К.: Чем объясняются такие нелепости в вашем поведении, как надпись на двери вашей комнаты «Ноги — назад» и т. п.?
П.: Напрасно вы спешите с квалификацией «нелепости». Первая по времени надпись была: «Дорогие гости! Хозяин вам очень рад, но после 23 часов дайте ему спать; завтра, при всех обстоятельствах, он встанет в 5 утра». Я тогда, больной, приехал после демобилизации и остро нуждался в соблюдении такого условия для здоровья, как сон.
К.: Разве у вас так много гостей?
П.: Нет. Но даже один человек может несколько раз в неделю просидеть до 2-х часов ночи. Такие у меня были и не один.
Вторая надпись была на двери. Я лично организовал ремонт своей комнаты. За масляными красками ездил на химзавод. Дверь была выкрашена белой краской. Через два дня я заметил черные следы на ней снизу от открывания ее носком ноги. Мне приходилось отмывать эти пятна, и после этого я повесил около ручки двери табличку: «Не пачкать дверь ногами, открывать ее за ручку». Мелкая надпись не привлекала ничьего внимания. Тогда я сделал крупный заголовок: «Ноги — назад!»
Женщина-психиатр, высокая, молодая: Вы — библиограф. Почему так разбрасываетесь и беретесь за вопросы, не относящиеся к вашей специальности?
П.: Я не только библиограф, но и член партии.
Психиатр — молодой человек: И мы члены партии, но не бросаемся не по своей специальности.
П.: Очень жаль.
К.: Почему вы сюда попали? Вас привело ваше поведение?
П.: Совсем не мое поведение.
К.: (с оживлением): А что?
П.: Стечение обстоятельств. Не хочу отнимать ваше время.
О.: Нет, скажите кратко.
П.: В основном два обстоятельства. Первое: то, что я сидел 15,2 месяца при «ежовщине». Второе: то, что два года разоблачал секретаря райкома в антипартийной деятельности и в покрывании от законной ответственности уголовных преступников.
О.: Как его фамилия?
П.: Терехов… Так вот, за полгода до моего ареста он использовал районный партактив для того, чтобы публично объявить меня «врагом народа». Единственный его аргумент — мои семь предложений XIX съезду. Мои предложения по пятилетке переданы ЦК партии в Госплан и там признаны обоснованными. По бумаге и черепице начата работа.

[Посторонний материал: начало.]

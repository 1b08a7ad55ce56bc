use crate::services::posts;
use crate::services::seo::{self, SeoDraft, SeoInput, SeoReport};
use crate::services::ServiceError;
use crate::web::error::AppResult;
use crate::web::extractors::PostId;
use crate::web::state::AppState;
use axum::extract::rejection::JsonRejection;
use axum::extract::State;
use axum::response::Json;
use std::sync::Arc;

/// GET /api/blogs/:id/seo
pub async fn post_report(
    State(state): State<Arc<AppState>>,
    PostId(id): PostId,
) -> AppResult<Json<SeoReport>> {
    Ok(Json(posts::seo_report(&state.db, id)?))
}

/// POST /api/seo/score
pub async fn score_draft(
    payload: Result<Json<SeoDraft>, JsonRejection>,
) -> AppResult<Json<SeoReport>> {
    let Json(draft) = payload.map_err(|e| ServiceError::validation(e.body_text()))?;
    Ok(Json(seo::score(SeoInput::from(&draft))))
}
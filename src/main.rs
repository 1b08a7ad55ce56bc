use blogdesk::cli::{Cli, Commands};
use clap::Parser;
use tracing_subscriber::{layer::SubscriberExt, util::SubscriberInitExt};

#[tokio::main]
async fn main() -> anyhow::Result<()> {
    tracing_subscriber::registry()
        .with(
            tracing_subscriber::EnvFilter::try_from_default_env()
                .unwrap_or_else(|_| "blogdesk=info,tower_http=debug".into()),
        )
        .with(tracing_subscriber::fmt::layer())
        .init();

    let cli = Cli::parse();

    match cli.command {
        Some(Commands::Init { path }) => {
            blogdesk::cli::init::run(path).await?;
        }
        Some(Commands::Migrate) => {
            blogdesk::cli::migrate::run(&cli.config).await?;
        }
        Some(Commands::Serve { host, port }) => {
            blogdesk::cli::serve::run(&cli.config, host, port).await?;
        }
        Some(Commands::Seo { id }) => {
            blogdesk::cli::seo::run(&cli.config, id).await?;
        }
        Some(Commands::Export {
            output,
            include_drafts,
        }) => {
            blogdesk::cli::export::run(&cli.config, &output, include_drafts).await?;
        }
        None => {
            use clap::CommandFactory;
            Cli::command().print_help()?;
        }
    }

    Ok(())
}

О.: В автобиографии у вас указана болезнь в 1921 г. Что с вами было?
П.: Переутомление. Работал днем и ночью.
О.: Обращались к психиатрам?
П.: Никогда в жизни.
О.: А в институте у Ганнушкина в 1926 г.?
П.: При жизни Ганнушкина никакого института его имени не было. В 1926 г., работая в аппарате ЦК партии и будучи не удовлетворен своей работоспособностью, я обратился лично к Ганнушкину и просил его принять меня для обследования. Меня выписали как здорового, и я продолжал еще ряд лет работу в аппарате ЦК. В том отделении клиники, где я был, контингент стационированных, как и здесь, в 10-м отделении, состоял из пришедших с работы практически здоровых людей. Одновременно со мною там находился Есенин.